The LaserJet Tank MFP 2600s also features a lifetime imaging drum, which lasts for 50,000 pages and tells us more about the recommended monthly print volume of between 250 and 2,500 pages, making this squarely a device for SOHO users.
Less Waste Through Tank Technology Is a Good Thing
Tank printers are not new to our industry. Epson launched the first EcoTank device in 2015 and has continued to expand its portfolio. HP followed suit later that year with the HP DeskJet GT 5800 series, and now has a sizable line-up for home and small business use. Canon followed up with the MegaTank series and then Brother with the INKvestment tank. All of these are, however, inkjet devices and offer higher ink yields, lower waste (bottles as well as packaging), as well as a lower total cost of ownership (TCO) for higher volume.
Tank printers are not new in the office segment, either. A sizable number of A3 devices—designed for use by workgroups and higher—all offer a toner bottle refill system that contributes to a lower TCO (dependent on print volume).
However, tank printers are relatively new for desktop laser printers. HP launched Neverstop as the world’s first toner tank in the summer of 2019, using a reload kit that provided hassle-free, fast reloading and a yield of 2,500 prints per reload kit. The LaserJet Tank MFP 2600s builds onto that, extending the tank series out to small businesses offering a yield of 5,000 prints before a refill is required and a drum that lasts 50,000 prints.
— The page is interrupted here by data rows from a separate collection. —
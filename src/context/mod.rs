//! Per-event evaluation context for the HyperFleet adapter runtime.
//!
//! Every inbound event gets its own [`EvaluationContext`]: a concurrency-safe,
//! versioned mapping from variable name to JSON value. Rule evaluation,
//! captures, and template rendering all read and write through it.
//!
//! # Versioning
//!
//! The context carries a monotonic version counter that increments only when
//! a write *materially* changes the stored data (checked by deep equality).
//! The cached expression evaluator keys its variable bindings off this
//! counter, so rewriting a key with an identical value never forces a
//! rebuild, while adding a capture mid-event makes the new variable visible
//! to the next expression evaluation.
//!
//! # Examples
//!
//! ```rust
//! use hyperfleet_adapter::context::EvaluationContext;
//! use serde_json::json;
//!
//! let ctx = EvaluationContext::new();
//! ctx.set("clusterPhase", json!("Ready"));
//! ctx.set("nodeCount", json!(5));
//!
//! let (value, found) = ctx.get("clusterPhase");
//! assert!(found);
//! assert_eq!(value, json!("Ready"));
//!
//! // Writing the same value back does not move the version.
//! let v = ctx.version();
//! ctx.set("nodeCount", json!(5));
//! assert_eq!(ctx.version(), v);
//! ```

use parking_lot::RwLock;
use rustc_hash::FxHashMap;
use serde_json::{Map, Value};
use std::sync::Arc;

use crate::extract::{self, FieldResult, PathError};

/// Concurrency-safe, versioned variable store scoped to a single event.
///
/// Cloning an `EvaluationContext` is cheap and yields a handle to the *same*
/// underlying store; use [`snapshot`](Self::snapshot) when an independent
/// copy is needed.
///
/// # Invariants
///
/// - Readers always observe a consistent snapshot of the data map.
/// - [`version`](Self::version) is non-decreasing and increases exactly when
///   a write changes at least one key by deep equality.
/// - [`merge`](Self::merge) snapshots the source under *its* read lock before
///   taking the local write lock, so `a.merge(&b)` racing `b.merge(&a)`
///   cannot deadlock.
#[derive(Clone, Debug, Default)]
pub struct EvaluationContext {
    inner: Arc<RwLock<ContextInner>>,
}

#[derive(Debug, Default)]
struct ContextInner {
    data: FxHashMap<String, Value>,
    version: u64,
}

impl EvaluationContext {
    /// Creates an empty context at version 0.
    #[must_use]
    pub fn new() -> Self {
        Self::default()
    }

    /// Creates a context pre-populated from an iterator of `(name, value)`
    /// pairs. The initial population counts as one version step when it is
    /// non-empty.
    pub fn from_vars<I, K>(vars: I) -> Self
    where
        I: IntoIterator<Item = (K, Value)>,
        K: Into<String>,
    {
        let ctx = Self::new();
        ctx.set_many(vars);
        ctx
    }

    /// Creates a builder for fluent construction.
    ///
    /// ```rust
    /// use hyperfleet_adapter::context::EvaluationContext;
    /// use serde_json::json;
    ///
    /// let ctx = EvaluationContext::builder()
    ///     .with_var("cloudProvider", json!("aws"))
    ///     .with_var("vpcId", json!("vpc-12345"))
    ///     .build();
    /// assert_eq!(ctx.get("cloudProvider").0, json!("aws"));
    /// ```
    #[must_use]
    pub fn builder() -> ContextBuilder {
        ContextBuilder::default()
    }

    /// Stores `value` under `key`. Returns `true` when the write changed the
    /// stored data (and therefore advanced the version).
    pub fn set(&self, key: impl Into<String>, value: Value) -> bool {
        let key = key.into();
        let mut inner = self.inner.write();
        let changed = inner.data.get(&key) != Some(&value);
        if changed {
            inner.data.insert(key, value);
            inner.version += 1;
        }
        changed
    }

    /// Looks up `key`, returning the value (or `Null`) and a found flag.
    #[must_use]
    pub fn get(&self, key: &str) -> (Value, bool) {
        let inner = self.inner.read();
        match inner.data.get(key) {
            Some(v) => (v.clone(), true),
            None => (Value::Null, false),
        }
    }

    /// Stores every pair from `vars`. The version advances at most once, and
    /// only if at least one key actually changed.
    pub fn set_many<I, K>(&self, vars: I) -> bool
    where
        I: IntoIterator<Item = (K, Value)>,
        K: Into<String>,
    {
        let mut inner = self.inner.write();
        let mut changed = false;
        for (key, value) in vars {
            let key = key.into();
            if inner.data.get(&key) != Some(&value) {
                inner.data.insert(key, value);
                changed = true;
            }
        }
        if changed {
            inner.version += 1;
        }
        changed
    }

    /// Merges every variable from `other` into this context.
    ///
    /// The source is snapshotted under its read lock first and the local
    /// write lock is taken only afterwards. Cross-merges from two threads
    /// terminate regardless of ordering.
    pub fn merge(&self, other: &EvaluationContext) -> bool {
        let source = other.snapshot();
        self.set_many(source)
    }

    /// Returns a shallow copy of the data map, safe to share across threads.
    #[must_use]
    pub fn snapshot(&self) -> FxHashMap<String, Value> {
        self.inner.read().data.clone()
    }

    /// Renders the whole context as one JSON object, keyed by variable name.
    #[must_use]
    pub fn as_json(&self) -> Value {
        let inner = self.inner.read();
        let map: Map<String, Value> = inner
            .data
            .iter()
            .map(|(k, v)| (k.clone(), v.clone()))
            .collect();
        Value::Object(map)
    }

    /// Extracts a value by dot-path or path expression (see [`crate::extract`]).
    ///
    /// Parse errors surface as [`PathError`]; runtime absence yields a
    /// [`FieldResult`] holding `Null`.
    pub fn extract(&self, path: &str) -> Result<FieldResult, PathError> {
        let tree = self.as_json();
        extract::extract_value(&tree, path)
    }

    /// Current version counter.
    #[must_use]
    pub fn version(&self) -> u64 {
        self.inner.read().version
    }

    /// Number of variables currently stored.
    #[must_use]
    pub fn len(&self) -> usize {
        self.inner.read().data.len()
    }

    /// True when no variables are stored.
    #[must_use]
    pub fn is_empty(&self) -> bool {
        self.inner.read().data.is_empty()
    }
}

/// Fluent builder for [`EvaluationContext`].
#[derive(Debug, Default)]
pub struct ContextBuilder {
    vars: Vec<(String, Value)>,
}

impl ContextBuilder {
    /// Adds one variable.
    #[must_use]
    pub fn with_var(mut self, name: impl Into<String>, value: Value) -> Self {
        self.vars.push((name.into(), value));
        self
    }

    /// Adds every field of a JSON object as a top-level variable.
    ///
    /// Non-object values are ignored; event payloads are always objects by
    /// the time they reach the context.
    #[must_use]
    pub fn with_object(mut self, value: &Value) -> Self {
        if let Value::Object(map) = value {
            for (k, v) in map {
                self.vars.push((k.clone(), v.clone()));
            }
        }
        self
    }

    /// Builds the context. A non-empty builder yields version 1.
    #[must_use]
    pub fn build(self) -> EvaluationContext {
        EvaluationContext::from_vars(self.vars)
    }
}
Keypoint Intelligence Opinion
HP gets all the kudos for innovation this time around. The LaserJet MFP2600 comprises all the advantages that were bought to inkjet printers and A3 laser MFPs when tanks were implemented: less waste, less hassle, and a lower total cost of ownership. All of this is great for consumers.
This innovation is also another way to protect the supplies annuity stream against non-genuine supplies, which have been rife since the pandemic began and the majority of purchasing shifted to e-commerce channels. Specifically, protecting against the cloned cartridges that mainly come from Asia is crucial for a vendor like HP to protect image and brand name—two things that could easily be thwarted by less-than-optimal, non-genuine supplies.
Additionally, innovation around recycling is very important as vendors and consumers alike are looking to lessen the impact on the environment. The real question will be: Is the total cost of ownership truly disruptive enough to shift consumer opinions or preferences? We won’t find that one out until street price levels are known.